Allow me to back up a second. A couple of weeks ago–while my husband was in China, actually–I cracked down on myself and organised my Kindle. I’ve always had categories, but the books often didn’t get assigned to one. I had fifty or sixty strays hanging around without category; in many cases I had long ago forgotten what the book was actually about. So I soldiered on and got everything squirreled away in its proper place.
That’s when I was hit with the midlife crisis realisation that there will never be enough time to read all the books. Now while I’m fairly certain I’ll make it through the 92 in my To Be Read category, I know that there are always more books in the world than there are time to read them. For most of my life it’s been something I’ve accepted without rancor but something snapped.
That’s the way my mid-life crisis is going to be, I guess–nerdy and idiotic, with no real style. I’m not buying a Ferrari or taking a lover or even colouring my hair. I’m just reading everything I can get my hands on and casting it aside if it doesn’t move me or tantalise in any way.
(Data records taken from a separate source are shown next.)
//! Signup, email verification, login and organizer promotion.
//!
//! Account states: unverified (code pending) -> verified. Login is only
//! possible from the verified state.

use std::sync::Arc;

use chrono::{DateTime, Utc};
use serde::{Deserialize, Serialize};
use thiserror::Error;
use tracing::{error, info, warn};
use uuid::Uuid;

use crate::auth::otp::{self, CODE_TTL_MINUTES};
use crate::auth::{
    password, tax_id, CodeGenerator, CryptoError, JwtService, TokenError, VerificationCode,
};
use crate::config::VerificationMode;
use crate::mail::{self, MailError, Mailer};
use crate::models::{PublicUser, Role, User};
use crate::store::{Store, StoreError, USERS_EMAIL_KEY, USERS_ORG_CNPJ_KEY};
use crate::utils::error::AppError;
use crate::utils::validation::{normalize_email, ValidationIssues, Validator};

#[derive(Debug, Error)]
pub enum AuthFlowError {
    #[error(transparent)]
    Invalid(#[from] ValidationIssues),

    #[error("email is already in use")]
    EmailInUse,

    #[error("user not found")]
    NotFound,

    #[error("no verification is pending for this account")]
    NoPendingVerification,

    #[error("verification code has expired")]
    CodeExpired,

    #[error("verification code is invalid")]
    InvalidCode,

    #[error("email is already verified")]
    AlreadyVerified,

    #[error("a code was sent recently, try again later")]
    TooSoon,

    #[error("invalid credentials")]
    InvalidCredentials,

    #[error("email verification required")]
    VerificationRequired,

    #[error("tax id is not valid")]
    InvalidTaxId,

    #[error("account is already an organizer")]
    AlreadyOrganizer,

    #[error("tax id is already registered")]
    TaxIdInUse,

    #[error(transparent)]
    Crypto(#[from] CryptoError),

    #[error(transparent)]
    Token(#[from] TokenError),

    #[error(transparent)]
    Mail(#[from] MailError),

    #[error(transparent)]
    Store(StoreError),
}

impl From<StoreError> for AuthFlowError {
    fn from(err: StoreError) -> Self {
        match &err {
            StoreError::UniqueViolation(c) if c == USERS_EMAIL_KEY => AuthFlowError::EmailInUse,
            StoreError::UniqueViolation(c) if c == USERS_ORG_CNPJ_KEY => AuthFlowError::TaxIdInUse,
            StoreError::NotFound => AuthFlowError::NotFound,
            _ => AuthFlowError::Store(err),
        }
    }
}

impl From<AuthFlowError> for AppError {
    fn from(err: AuthFlowError) -> Self {
        let message = err.to_string();
        match err {
            AuthFlowError::Invalid(issues) => issues.into(),
            AuthFlowError::EmailInUse => AppError::conflict("EMAIL_IN_USE", message),
            AuthFlowError::NotFound => AppError::NotFound(message),
            AuthFlowError::NoPendingVerification => {
                AppError::bad_request("NO_PENDING_VERIFICATION", message)
            }
            AuthFlowError::CodeExpired => AppError::bad_request("CODE_EXPIRED", message),
            AuthFlowError::InvalidCode => AppError::bad_request("INVALID_CODE", message),
            AuthFlowError::AlreadyVerified => AppError::bad_request("ALREADY_VERIFIED", message),
            AuthFlowError::TooSoon => AppError::RateLimited {
                code: "TOO_SOON",
                message,
            },
            AuthFlowError::InvalidCredentials => AppError::AuthError {
                code: "INVALID_CREDENTIALS",
                message,
            },
            AuthFlowError::VerificationRequired => AppError::Forbidden {
                code: "VERIFICATION_REQUIRED",
                message,
            },
            AuthFlowError::InvalidTaxId => AppError::bad_request("INVALID_TAX_ID", message),
            AuthFlowError::AlreadyOrganizer => AppError::conflict("ALREADY_ORGANIZER", message),
            AuthFlowError::TaxIdInUse => AppError::conflict("TAX_ID_IN_USE", message),
            AuthFlowError::Crypto(e) => AppError::InternalServerError(e.to_string()),
            AuthFlowError::Token(e) => AppError::InternalServerError(e.to_string()),
            AuthFlowError::Mail(e) => {
                error!(error = %e, "Verification email could not be delivered");
                AppError::ExternalServiceError("Email delivery failed".to_string())
            }
            AuthFlowError::Store(e) => e.into(),
        }
    }
}

#[derive(Debug, Clone, Deserialize)]
pub struct SignupInput {
    pub name: String,
    pub email: String,
    pub password: String,
    #[serde(default)]
    pub role: Option<Role>,
    #[serde(default)]
    pub company_name: Option<String>,
    #[serde(default)]
    pub cnpj: Option<String>,
}

/// Session handed out after a successful verification or login.
#[derive(Debug, Clone, Serialize)]
pub struct Session {
    pub token: String,
    pub user: PublicUser,
}

/// Code echoed back to the client in demo deployments.
#[derive(Debug, Clone, Serialize)]
pub struct DemoCode {
    pub code: String,
    pub expires_at: DateTime<Utc>,
}

#[derive(Debug, Clone, Serialize)]
#[serde(tag = "message", rename_all = "snake_case")]
pub enum SignupOutcome {
    VerificationSent {
        email: String,
        #[serde(skip_serializing_if = "Option::is_none")]
        demo: Option<DemoCode>,
    },
    AutoVerified {
        token: String,
        user: PublicUser,
    },
}

#[derive(Clone)]
pub struct AuthService {
    store: Arc<dyn Store>,
    mailer: Arc<dyn Mailer>,
    tokens: Arc<JwtService>,
    codes: Arc<dyn CodeGenerator>,
    mode: VerificationMode,
}

impl AuthService {
    pub fn new(
        store: Arc<dyn Store>,
        mailer: Arc<dyn Mailer>,
        tokens: Arc<JwtService>,
        codes: Arc<dyn CodeGenerator>,
        mode: VerificationMode,
    ) -> Self {
        Self {
            store,
            mailer,
            tokens,
            codes,
            mode,
        }
    }

    pub async fn signup(&self, input: SignupInput) -> Result<SignupOutcome, AuthFlowError> {
        let email = normalize_email(&input.email);
        let role = input.role.unwrap_or(Role::Attendee);
        let company_name = input
            .company_name
            .map(|n| n.trim().to_string())
            .filter(|n| !n.is_empty());
        let cnpj = input
            .cnpj
            .as_deref()
            .map(tax_id::normalize)
            .filter(|c| !c.is_empty());

        Validator::new()
            .min_chars("name", &input.name, 3)
            .email("email", &email)
            .min_chars("password", &input.password, 6)
            .check(role != Role::Admin, "role", "must be attendee or organizer")
            .check(
                cnpj.as_deref().map_or(true, tax_id::is_valid_cnpj),
                "cnpj",
                "is not a valid CNPJ",
            )
            .finish()?;

        let existing = self.store.find_user_by_email(&email).await?;
        if existing.as_ref().is_some_and(User::is_verified) {
            return Err(AuthFlowError::EmailInUse);
        }

        // Repeating an unverified signup re-mails a code, so it shares the
        // resend cooldown.
        let now = Utc::now();
        if self.mode == VerificationMode::Email
            && existing
                .as_ref()
                .is_some_and(|u| otp::resend_too_soon(u.verify_code_expires_at, now))
        {
            return Err(AuthFlowError::TooSoon);
        }

        let password_hash = hash_secret(input.password).await?;
        let is_new = existing.is_none();

        let mut user = match existing {
            Some(mut user) => {
                user.password_hash = password_hash;
                user.role = role;
                user
            }
            None => User::new(String::new(), email.clone(), password_hash, role),
        };
        user.name = input.name.trim().to_string();
        user.org_name = company_name.or(user.org_name.take());
        user.org_cnpj = cnpj.or(user.org_cnpj.take());
        user.updated_at = now;

        if self.mode == VerificationMode::DemoAutoVerify {
            user.mark_verified(now);
            self.save(&user, is_new).await?;
            info!(user_id = %user.id, "Account auto-verified at signup");

            let session = self.session_for(&user)?;
            return Ok(SignupOutcome::AutoVerified {
                token: session.token,
                user: session.user,
            });
        }

        let issued = VerificationCode::issue(self.codes.as_ref(), now)?;
        user.verify_code_hash = Some(issued.hash.clone());
        user.verify_code_expires_at = Some(issued.expires_at);
        self.save(&user, is_new).await?;

        let demo = self
            .deliver_code(&user.email, &issued, "Confirm your email")
            .await?;
        info!(user_id = %user.id, new_account = is_new, "Verification code issued");

        Ok(SignupOutcome::VerificationSent { email, demo })
    }

    pub async fn verify_email(&self, email: &str, code: &str) -> Result<Session, AuthFlowError> {
        let email = normalize_email(email);
        Validator::new()
            .email("email", &email)
            .check(
                otp::is_well_formed(code),
                "code",
                "must be exactly 6 digits",
            )
            .finish()?;

        let mut user = self
            .store
            .find_user_by_email(&email)
            .await?
            .ok_or(AuthFlowError::NotFound)?;

        let pending = (user.verify_code_hash.clone(), user.verify_code_expires_at);
        let (Some(hash), Some(expires_at)) = pending else {
            return Err(AuthFlowError::NoPendingVerification);
        };

        let now = Utc::now();
        if expires_at < now {
            return Err(AuthFlowError::CodeExpired);
        }
        if !check_code(code.to_string(), hash).await? {
            warn!(user_id = %user.id, "Invalid verification code");
            return Err(AuthFlowError::InvalidCode);
        }

        user.mark_verified(now);
        self.store.update_user(&user).await?;
        info!(user_id = %user.id, "Email verified");

        self.session_for(&user)
    }

    /// Issues a replacement code. Returns the code itself only in demo modes.
    pub async fn resend_code(&self, email: &str) -> Result<Option<DemoCode>, AuthFlowError> {
        let email = normalize_email(email);
        Validator::new().email("email", &email).finish()?;

        let mut user = self
            .store
            .find_user_by_email(&email)
            .await?
            .ok_or(AuthFlowError::NotFound)?;

        if user.is_verified() {
            return Err(AuthFlowError::AlreadyVerified);
        }

        let now = Utc::now();
        if self.mode == VerificationMode::Email
            && otp::resend_too_soon(user.verify_code_expires_at, now)
        {
            return Err(AuthFlowError::TooSoon);
        }

        let issued = VerificationCode::issue(self.codes.as_ref(), now)?;
        user.verify_code_hash = Some(issued.hash.clone());
        user.verify_code_expires_at = Some(issued.expires_at);
        user.updated_at = now;
        self.store.update_user(&user).await?;

        let demo = self
            .deliver_code(&user.email, &issued, "Your new Ticketa code")
            .await?;
        info!(user_id = %user.id, "Verification code re-issued");
        Ok(demo)
    }

    pub async fn login(&self, email: &str, password: &str) -> Result<Session, AuthFlowError> {
        let email = normalize_email(email);
        Validator::new()
            .email("email", &email)
            .min_chars("password", password, 1)
            .finish()?;

        let Some(user) = self.store.find_user_by_email(&email).await? else {
            let password = password.to_string();
            let _ = tokio::task::spawn_blocking(move || password::verify_against_dummy(&password))
                .await;
            return Err(AuthFlowError::InvalidCredentials);
        };

        if !verify_secret(password.to_string(), user.password_hash.clone()).await? {
            return Err(AuthFlowError::InvalidCredentials);
        }
        if !user.is_verified() {
            return Err(AuthFlowError::VerificationRequired);
        }

        info!(user_id = %user.id, "User logged in");
        self.session_for(&user)
    }

    /// Promotes an attendee to organizer. The returned session carries the
    /// new role so the client does not have to log in again.
    pub async fn become_organizer(
        &self,
        user_id: Uuid,
        company_name: &str,
        cnpj: &str,
    ) -> Result<Session, AuthFlowError> {
        let company_name = company_name.trim();
        let cnpj = tax_id::normalize(cnpj);

        Validator::new()
            .min_chars("company_name", company_name, 2)
            .finish()?;
        if !tax_id::is_valid_cnpj(&cnpj) {
            return Err(AuthFlowError::InvalidTaxId);
        }

        let mut user = self
            .store
            .find_user_by_id(user_id)
            .await?
            .ok_or(AuthFlowError::NotFound)?;

        if user.role.can_organize() {
            return Err(AuthFlowError::AlreadyOrganizer);
        }
        if let Some(holder) = self.store.find_user_by_tax_id(&cnpj).await? {
            if holder.id != user.id {
                return Err(AuthFlowError::TaxIdInUse);
            }
        }

        user.role = Role::Organizer;
        user.org_name = Some(company_name.to_string());
        user.org_cnpj = Some(cnpj);
        user.updated_at = Utc::now();
        self.store.update_user(&user).await?;
        info!(user_id = %user.id, "User promoted to organizer");

        self.session_for(&user)
    }

    pub async fn me(&self, user_id: Uuid) -> Result<PublicUser, AuthFlowError> {
        let user = self
            .store
            .find_user_by_id(user_id)
            .await?
            .ok_or(AuthFlowError::NotFound)?;
        Ok(PublicUser::from(&user))
    }

    async fn save(&self, user: &User, is_new: bool) -> Result<(), AuthFlowError> {
        if is_new {
            self.store.insert_user(user).await?;
        } else {
            self.store.update_user(user).await?;
        }
        Ok(())
    }

    async fn deliver_code(
        &self,
        to: &str,
        issued: &VerificationCode,
        subject: &str,
    ) -> Result<Option<DemoCode>, AuthFlowError> {
        match self.mode {
            VerificationMode::Email => {
                let html = mail::verification_email(&issued.code, CODE_TTL_MINUTES);
                self.mailer.send(to, subject, &html).await?;
                Ok(None)
            }
            VerificationMode::DemoExposeCode | VerificationMode::DemoAutoVerify => {
                Ok(Some(DemoCode {
                    code: issued.code.clone(),
                    expires_at: issued.expires_at,
                }))
            }
        }
    }

    fn session_for(&self, user: &User) -> Result<Session, AuthFlowError> {
        Ok(Session {
            token: self.tokens.create_token(user.id, user.role)?,
            user: PublicUser::from(user),
        })
    }
}

async fn hash_secret(secret: String) -> Result<String, AuthFlowError> {
    tokio::task::spawn_blocking(move || password::hash_password(&secret))
        .await
        .map_err(|e| CryptoError::Hash(e.to_string()))?
        .map_err(Into::into)
}

async fn verify_secret(secret: String, hash: String) -> Result<bool, AuthFlowError> {
    tokio::task::spawn_blocking(move || password::verify_password(&secret, &hash))
        .await
        .map_err(|e| CryptoError::Hash(e.to_string()))?
        .map_err(Into::into)
}

async fn check_code(code: String, hash: String) -> Result<bool, AuthFlowError> {
    tokio::task::spawn_blocking(move || otp::matches(&code, &hash))
        .await
        .map_err(|e| CryptoError::Hash(e.to_string()))?
        .map_err(Into::into)
}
The only lovers my husband needs to fear are the cagey, shifty and merciless twenty-six letters of the alphabet. And my Kindle is cheaper than a sports car.
I’ve felt a lot over the last week or so that with all the books in the world it seems like a bit of a stretch for me to write even more. There’s a peculiar vanity about it, thinking that my way of looking at things is valuable enough to warrant even the semi-permanence of a modern novel. If reading and writing weren’t such a compulsory part of my life I think I might even give it all up.
Ha. Just that thought, the idea of walking away from literacy, is enough to make my blood run cold. I suppose that’s the ghost story I can tell myself, “the woman who couldn’t read”.
*(Although that’s going to be on the agenda, moreso because I’m curious as to what I’d look like without the gray ‘highlights’ I’ve had since I was 28.)